[Collected data entries]

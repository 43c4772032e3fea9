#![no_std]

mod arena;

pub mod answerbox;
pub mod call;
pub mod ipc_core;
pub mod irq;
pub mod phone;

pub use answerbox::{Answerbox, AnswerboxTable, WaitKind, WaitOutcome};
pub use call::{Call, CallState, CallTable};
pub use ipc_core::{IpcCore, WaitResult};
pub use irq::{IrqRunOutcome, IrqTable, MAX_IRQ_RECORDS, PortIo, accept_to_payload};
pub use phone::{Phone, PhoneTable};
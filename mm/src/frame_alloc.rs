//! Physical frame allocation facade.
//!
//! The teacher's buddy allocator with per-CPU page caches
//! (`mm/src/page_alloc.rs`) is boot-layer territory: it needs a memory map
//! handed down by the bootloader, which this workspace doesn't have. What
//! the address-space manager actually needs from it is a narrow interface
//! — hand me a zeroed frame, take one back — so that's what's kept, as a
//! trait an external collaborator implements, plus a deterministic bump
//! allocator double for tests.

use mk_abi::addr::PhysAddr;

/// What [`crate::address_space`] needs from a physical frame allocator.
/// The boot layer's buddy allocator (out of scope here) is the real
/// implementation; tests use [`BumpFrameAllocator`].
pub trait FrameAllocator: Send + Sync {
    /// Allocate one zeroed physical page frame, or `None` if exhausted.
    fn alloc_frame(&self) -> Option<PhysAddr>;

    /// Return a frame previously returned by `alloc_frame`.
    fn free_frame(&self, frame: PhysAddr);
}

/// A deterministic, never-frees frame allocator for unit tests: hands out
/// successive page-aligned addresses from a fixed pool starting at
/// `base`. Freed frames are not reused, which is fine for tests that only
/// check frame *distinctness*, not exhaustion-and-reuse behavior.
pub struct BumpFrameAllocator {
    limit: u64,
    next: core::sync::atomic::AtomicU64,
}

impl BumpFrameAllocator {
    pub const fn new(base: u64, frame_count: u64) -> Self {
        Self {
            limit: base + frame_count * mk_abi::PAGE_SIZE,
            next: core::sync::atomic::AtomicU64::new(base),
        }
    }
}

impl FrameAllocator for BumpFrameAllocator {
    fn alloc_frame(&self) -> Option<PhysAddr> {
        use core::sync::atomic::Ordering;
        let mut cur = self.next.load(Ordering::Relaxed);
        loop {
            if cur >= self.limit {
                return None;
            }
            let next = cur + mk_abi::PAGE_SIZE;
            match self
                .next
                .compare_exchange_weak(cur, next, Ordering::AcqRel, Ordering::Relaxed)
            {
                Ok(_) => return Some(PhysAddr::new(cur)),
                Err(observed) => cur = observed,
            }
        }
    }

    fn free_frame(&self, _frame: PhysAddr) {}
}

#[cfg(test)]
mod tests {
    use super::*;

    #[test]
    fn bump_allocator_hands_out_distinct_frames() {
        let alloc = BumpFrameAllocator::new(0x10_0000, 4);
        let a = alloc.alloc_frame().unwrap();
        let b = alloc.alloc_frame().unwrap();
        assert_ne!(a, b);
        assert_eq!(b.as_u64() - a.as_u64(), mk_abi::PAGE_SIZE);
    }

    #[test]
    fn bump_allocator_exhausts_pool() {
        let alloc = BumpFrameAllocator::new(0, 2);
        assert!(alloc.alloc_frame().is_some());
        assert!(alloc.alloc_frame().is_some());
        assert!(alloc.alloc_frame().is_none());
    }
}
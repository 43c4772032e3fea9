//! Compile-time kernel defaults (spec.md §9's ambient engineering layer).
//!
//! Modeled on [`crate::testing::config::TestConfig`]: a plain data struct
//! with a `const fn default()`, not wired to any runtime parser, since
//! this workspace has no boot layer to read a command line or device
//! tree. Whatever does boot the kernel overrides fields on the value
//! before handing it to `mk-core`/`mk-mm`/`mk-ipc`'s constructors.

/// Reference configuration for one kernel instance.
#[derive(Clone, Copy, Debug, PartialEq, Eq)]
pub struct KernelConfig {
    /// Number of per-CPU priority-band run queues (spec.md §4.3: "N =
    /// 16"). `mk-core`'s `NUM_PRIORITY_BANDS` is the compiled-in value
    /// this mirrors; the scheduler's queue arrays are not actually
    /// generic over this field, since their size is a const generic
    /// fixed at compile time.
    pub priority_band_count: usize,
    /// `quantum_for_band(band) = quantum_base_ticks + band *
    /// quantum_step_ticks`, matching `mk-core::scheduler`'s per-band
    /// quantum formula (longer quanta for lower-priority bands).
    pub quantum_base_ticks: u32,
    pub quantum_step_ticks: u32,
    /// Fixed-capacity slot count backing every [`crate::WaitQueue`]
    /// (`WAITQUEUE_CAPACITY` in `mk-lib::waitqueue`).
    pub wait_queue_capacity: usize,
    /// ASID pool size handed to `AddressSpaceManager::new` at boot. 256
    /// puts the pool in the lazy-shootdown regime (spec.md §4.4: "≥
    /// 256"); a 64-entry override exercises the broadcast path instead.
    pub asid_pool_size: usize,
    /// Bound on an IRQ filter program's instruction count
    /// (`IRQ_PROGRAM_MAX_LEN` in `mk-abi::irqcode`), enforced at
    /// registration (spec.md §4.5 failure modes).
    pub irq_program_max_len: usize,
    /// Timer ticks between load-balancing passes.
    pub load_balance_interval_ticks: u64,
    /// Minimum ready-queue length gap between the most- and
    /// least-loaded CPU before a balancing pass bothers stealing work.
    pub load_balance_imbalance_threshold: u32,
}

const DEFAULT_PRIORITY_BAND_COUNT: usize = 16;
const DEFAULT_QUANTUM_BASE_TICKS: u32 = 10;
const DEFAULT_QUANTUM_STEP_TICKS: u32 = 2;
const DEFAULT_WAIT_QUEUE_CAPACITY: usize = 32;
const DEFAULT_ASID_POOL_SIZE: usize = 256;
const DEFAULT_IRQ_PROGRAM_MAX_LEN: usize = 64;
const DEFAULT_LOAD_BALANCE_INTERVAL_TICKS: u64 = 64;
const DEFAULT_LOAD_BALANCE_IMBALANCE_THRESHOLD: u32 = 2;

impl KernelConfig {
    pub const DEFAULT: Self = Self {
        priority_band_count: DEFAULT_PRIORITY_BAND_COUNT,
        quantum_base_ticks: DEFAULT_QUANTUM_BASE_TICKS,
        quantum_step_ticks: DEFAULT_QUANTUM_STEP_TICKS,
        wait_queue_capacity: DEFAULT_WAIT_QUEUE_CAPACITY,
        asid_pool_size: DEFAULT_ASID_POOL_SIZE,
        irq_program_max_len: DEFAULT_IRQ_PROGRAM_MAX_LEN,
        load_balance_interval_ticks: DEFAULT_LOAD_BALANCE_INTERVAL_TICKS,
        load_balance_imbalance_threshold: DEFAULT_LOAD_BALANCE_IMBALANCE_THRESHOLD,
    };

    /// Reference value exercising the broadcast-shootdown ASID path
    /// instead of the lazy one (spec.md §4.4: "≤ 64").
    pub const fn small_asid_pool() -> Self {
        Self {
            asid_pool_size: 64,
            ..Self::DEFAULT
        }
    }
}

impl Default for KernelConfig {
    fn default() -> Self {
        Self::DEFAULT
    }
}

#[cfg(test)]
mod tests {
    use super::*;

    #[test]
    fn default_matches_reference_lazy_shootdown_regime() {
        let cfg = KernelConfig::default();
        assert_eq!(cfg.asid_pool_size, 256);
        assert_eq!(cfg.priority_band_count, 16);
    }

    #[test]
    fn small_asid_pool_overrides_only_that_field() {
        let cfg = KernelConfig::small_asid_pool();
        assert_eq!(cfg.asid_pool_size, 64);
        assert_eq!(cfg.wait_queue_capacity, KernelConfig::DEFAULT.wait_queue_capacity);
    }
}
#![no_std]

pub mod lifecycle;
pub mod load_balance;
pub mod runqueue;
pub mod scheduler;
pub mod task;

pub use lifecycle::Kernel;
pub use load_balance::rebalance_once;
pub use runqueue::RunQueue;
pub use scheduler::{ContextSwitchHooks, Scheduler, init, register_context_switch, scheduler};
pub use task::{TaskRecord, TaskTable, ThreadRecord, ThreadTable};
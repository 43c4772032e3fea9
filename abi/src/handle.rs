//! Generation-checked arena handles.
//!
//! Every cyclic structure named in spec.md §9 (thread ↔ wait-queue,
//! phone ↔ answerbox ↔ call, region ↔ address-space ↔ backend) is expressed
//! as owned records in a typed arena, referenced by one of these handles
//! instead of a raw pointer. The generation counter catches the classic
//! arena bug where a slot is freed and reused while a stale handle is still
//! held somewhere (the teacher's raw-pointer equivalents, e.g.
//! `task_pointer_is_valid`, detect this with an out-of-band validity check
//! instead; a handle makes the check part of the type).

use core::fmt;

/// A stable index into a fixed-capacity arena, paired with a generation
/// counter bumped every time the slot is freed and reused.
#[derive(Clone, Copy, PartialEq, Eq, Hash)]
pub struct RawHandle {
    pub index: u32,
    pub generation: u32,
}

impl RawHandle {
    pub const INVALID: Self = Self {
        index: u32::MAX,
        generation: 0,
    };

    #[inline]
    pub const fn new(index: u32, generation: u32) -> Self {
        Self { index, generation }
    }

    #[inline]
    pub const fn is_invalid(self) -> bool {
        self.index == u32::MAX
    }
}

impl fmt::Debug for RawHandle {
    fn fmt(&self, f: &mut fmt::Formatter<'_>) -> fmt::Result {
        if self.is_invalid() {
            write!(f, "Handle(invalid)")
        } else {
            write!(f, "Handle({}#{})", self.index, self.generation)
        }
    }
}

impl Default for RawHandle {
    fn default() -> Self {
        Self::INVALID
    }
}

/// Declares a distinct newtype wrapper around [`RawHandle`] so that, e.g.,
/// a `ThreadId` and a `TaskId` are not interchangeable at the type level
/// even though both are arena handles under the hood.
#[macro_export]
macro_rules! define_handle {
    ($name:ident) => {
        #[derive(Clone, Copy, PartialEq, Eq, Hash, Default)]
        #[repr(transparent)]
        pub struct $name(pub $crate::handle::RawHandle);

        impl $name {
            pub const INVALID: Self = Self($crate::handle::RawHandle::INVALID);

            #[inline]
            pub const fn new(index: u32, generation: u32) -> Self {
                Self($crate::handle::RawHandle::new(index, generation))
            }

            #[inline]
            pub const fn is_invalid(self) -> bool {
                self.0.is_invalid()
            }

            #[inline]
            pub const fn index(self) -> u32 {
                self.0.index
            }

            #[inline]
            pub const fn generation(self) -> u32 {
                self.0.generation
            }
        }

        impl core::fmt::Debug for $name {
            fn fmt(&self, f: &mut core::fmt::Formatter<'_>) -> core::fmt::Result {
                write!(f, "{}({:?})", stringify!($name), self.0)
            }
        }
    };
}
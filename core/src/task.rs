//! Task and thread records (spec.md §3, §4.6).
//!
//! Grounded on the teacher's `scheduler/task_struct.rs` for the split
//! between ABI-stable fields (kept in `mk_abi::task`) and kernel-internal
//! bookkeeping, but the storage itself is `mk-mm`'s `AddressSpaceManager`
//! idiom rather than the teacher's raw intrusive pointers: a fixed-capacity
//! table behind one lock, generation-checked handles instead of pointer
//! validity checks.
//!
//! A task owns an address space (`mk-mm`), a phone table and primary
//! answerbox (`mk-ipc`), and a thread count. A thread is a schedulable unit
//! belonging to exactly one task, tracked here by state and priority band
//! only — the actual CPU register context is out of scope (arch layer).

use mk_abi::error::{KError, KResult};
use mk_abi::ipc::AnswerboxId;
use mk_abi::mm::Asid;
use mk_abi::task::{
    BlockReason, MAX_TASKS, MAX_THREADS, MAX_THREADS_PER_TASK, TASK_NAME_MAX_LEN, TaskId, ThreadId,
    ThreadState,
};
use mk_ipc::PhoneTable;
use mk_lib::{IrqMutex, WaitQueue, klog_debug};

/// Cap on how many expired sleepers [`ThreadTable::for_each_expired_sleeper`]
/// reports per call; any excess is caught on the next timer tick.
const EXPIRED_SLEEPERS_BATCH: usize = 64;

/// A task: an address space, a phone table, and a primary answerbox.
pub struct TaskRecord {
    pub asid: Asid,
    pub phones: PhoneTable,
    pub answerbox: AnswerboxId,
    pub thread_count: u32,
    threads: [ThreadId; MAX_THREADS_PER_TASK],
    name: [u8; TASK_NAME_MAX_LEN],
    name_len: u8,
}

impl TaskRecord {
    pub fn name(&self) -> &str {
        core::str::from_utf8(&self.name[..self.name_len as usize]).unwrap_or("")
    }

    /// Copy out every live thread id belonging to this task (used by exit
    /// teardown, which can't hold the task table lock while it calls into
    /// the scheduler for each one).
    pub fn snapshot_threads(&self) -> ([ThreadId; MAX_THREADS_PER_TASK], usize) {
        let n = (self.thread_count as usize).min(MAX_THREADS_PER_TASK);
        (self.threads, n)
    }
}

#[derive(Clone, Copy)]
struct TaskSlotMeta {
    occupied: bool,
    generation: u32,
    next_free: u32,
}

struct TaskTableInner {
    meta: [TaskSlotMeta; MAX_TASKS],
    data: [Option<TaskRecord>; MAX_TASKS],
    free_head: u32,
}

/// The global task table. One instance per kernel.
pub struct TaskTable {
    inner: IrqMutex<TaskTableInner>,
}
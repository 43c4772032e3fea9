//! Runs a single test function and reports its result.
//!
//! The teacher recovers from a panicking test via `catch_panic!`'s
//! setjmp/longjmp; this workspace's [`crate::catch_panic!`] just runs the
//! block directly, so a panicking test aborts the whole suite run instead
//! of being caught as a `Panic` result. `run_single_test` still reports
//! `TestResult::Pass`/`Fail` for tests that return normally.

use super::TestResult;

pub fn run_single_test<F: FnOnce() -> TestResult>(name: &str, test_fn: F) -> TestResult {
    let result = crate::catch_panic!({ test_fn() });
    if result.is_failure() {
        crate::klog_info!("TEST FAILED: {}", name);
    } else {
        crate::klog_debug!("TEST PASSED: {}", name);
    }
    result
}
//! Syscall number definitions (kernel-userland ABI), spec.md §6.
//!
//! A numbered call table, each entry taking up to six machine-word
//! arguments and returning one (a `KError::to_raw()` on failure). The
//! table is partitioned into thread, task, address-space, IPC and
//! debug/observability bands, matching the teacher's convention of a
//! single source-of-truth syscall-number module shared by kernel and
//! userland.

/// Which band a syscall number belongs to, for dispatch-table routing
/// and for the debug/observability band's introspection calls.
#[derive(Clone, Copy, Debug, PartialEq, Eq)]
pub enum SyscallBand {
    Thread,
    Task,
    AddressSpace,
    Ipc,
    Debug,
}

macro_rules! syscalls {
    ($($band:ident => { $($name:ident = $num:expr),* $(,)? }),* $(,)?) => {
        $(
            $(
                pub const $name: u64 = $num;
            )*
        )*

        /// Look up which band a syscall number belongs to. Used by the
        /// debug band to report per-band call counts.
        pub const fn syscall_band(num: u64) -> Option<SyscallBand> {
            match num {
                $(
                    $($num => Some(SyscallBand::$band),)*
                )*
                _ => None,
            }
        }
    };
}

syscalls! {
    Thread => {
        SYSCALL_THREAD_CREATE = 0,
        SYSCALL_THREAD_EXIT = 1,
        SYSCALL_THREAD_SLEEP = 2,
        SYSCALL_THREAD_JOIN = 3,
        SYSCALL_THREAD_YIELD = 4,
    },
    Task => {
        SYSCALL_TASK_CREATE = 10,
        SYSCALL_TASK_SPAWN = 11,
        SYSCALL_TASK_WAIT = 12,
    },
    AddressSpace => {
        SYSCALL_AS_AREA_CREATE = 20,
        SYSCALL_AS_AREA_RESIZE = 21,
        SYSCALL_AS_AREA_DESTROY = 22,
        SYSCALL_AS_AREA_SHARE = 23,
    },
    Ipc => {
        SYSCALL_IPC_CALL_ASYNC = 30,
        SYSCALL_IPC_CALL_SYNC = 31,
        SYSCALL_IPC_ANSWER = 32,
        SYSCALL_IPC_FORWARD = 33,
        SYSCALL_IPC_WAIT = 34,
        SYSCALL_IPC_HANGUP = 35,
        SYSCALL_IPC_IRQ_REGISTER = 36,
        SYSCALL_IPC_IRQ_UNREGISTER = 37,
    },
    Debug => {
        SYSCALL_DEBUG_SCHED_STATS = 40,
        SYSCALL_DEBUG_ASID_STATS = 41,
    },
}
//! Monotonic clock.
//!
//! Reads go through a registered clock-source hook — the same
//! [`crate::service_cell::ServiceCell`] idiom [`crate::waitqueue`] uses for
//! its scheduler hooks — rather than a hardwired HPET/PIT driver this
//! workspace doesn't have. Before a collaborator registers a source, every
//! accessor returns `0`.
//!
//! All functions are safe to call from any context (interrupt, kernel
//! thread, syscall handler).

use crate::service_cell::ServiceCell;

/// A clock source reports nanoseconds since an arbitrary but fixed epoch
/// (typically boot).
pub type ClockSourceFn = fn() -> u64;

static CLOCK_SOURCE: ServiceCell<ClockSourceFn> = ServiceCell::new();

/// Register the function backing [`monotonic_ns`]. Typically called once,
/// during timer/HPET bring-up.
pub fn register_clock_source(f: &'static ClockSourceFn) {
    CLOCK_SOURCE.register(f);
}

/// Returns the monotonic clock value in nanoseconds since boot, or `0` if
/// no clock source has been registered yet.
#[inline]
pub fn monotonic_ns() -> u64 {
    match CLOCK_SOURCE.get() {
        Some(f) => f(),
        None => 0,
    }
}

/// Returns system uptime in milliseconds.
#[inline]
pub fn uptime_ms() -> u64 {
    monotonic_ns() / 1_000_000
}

• What you have to do: Exactly as they appear above, output the lines of the data from the first through the one that contains "use core::sync::atomic::Ordering;", and only those lines.

• Exercise result:
repository 43c4772032e3fea9
#![no_std]

mod arena;

pub mod answerbox;
pub mod call;
pub mod ipc_core;
pub mod irq;
pub mod phone;

pub use answerbox::{Answerbox, AnswerboxTable, WaitKind, WaitOutcome};
pub use call::{Call, CallState, CallTable};
pub use ipc_core::{IpcCore, WaitResult};
pub use irq::{IrqRunOutcome, IrqTable, MAX_IRQ_RECORDS, PortIo, accept_to_payload};
pub use phone::{Phone, PhoneTable};
filename mm/src/frame_alloc.rs
//! Physical frame allocation facade.
//!
//! The teacher's buddy allocator with per-CPU page caches
//! (`mm/src/page_alloc.rs`) is boot-layer territory: it needs a memory map
//! handed down by the bootloader, which this workspace doesn't have. What
//! the address-space manager actually needs from it is a narrow interface
//! — hand me a zeroed frame, take one back — so that's what's kept, as a
//! trait an external collaborator implements, plus a deterministic bump
//! allocator double for tests.

use mk_abi::addr::PhysAddr;

/// What [`crate::address_space`] needs from a physical frame allocator.
/// The boot layer's buddy allocator (out of scope here) is the real
/// implementation; tests use [`BumpFrameAllocator`].
pub trait FrameAllocator: Send + Sync {
    /// Allocate one zeroed physical page frame, or `None` if exhausted.
    fn alloc_frame(&self) -> Option<PhysAddr>;

    /// Return a frame previously returned by `alloc_frame`.
    fn free_frame(&self, frame: PhysAddr);
}

/// A deterministic, never-frees frame allocator for unit tests: hands out
/// successive page-aligned addresses from a fixed pool starting at
/// `base`. Freed frames are not reused, which is fine for tests that only
/// check frame *distinctness*, not exhaustion-and-reuse behavior.
pub struct BumpFrameAllocator {
    limit: u64,
    next: core::sync::atomic::AtomicU64,
}

impl BumpFrameAllocator {
    pub const fn new(base: u64, frame_count: u64) -> Self {
        Self {
            limit: base + frame_count * mk_abi::PAGE_SIZE,
            next: core::sync::atomic::AtomicU64::new(base),
        }
    }
}

impl FrameAllocator for BumpFrameAllocator {
    fn alloc_frame(&self) -> Option<PhysAddr> {
        use core::sync::atomic::Ordering;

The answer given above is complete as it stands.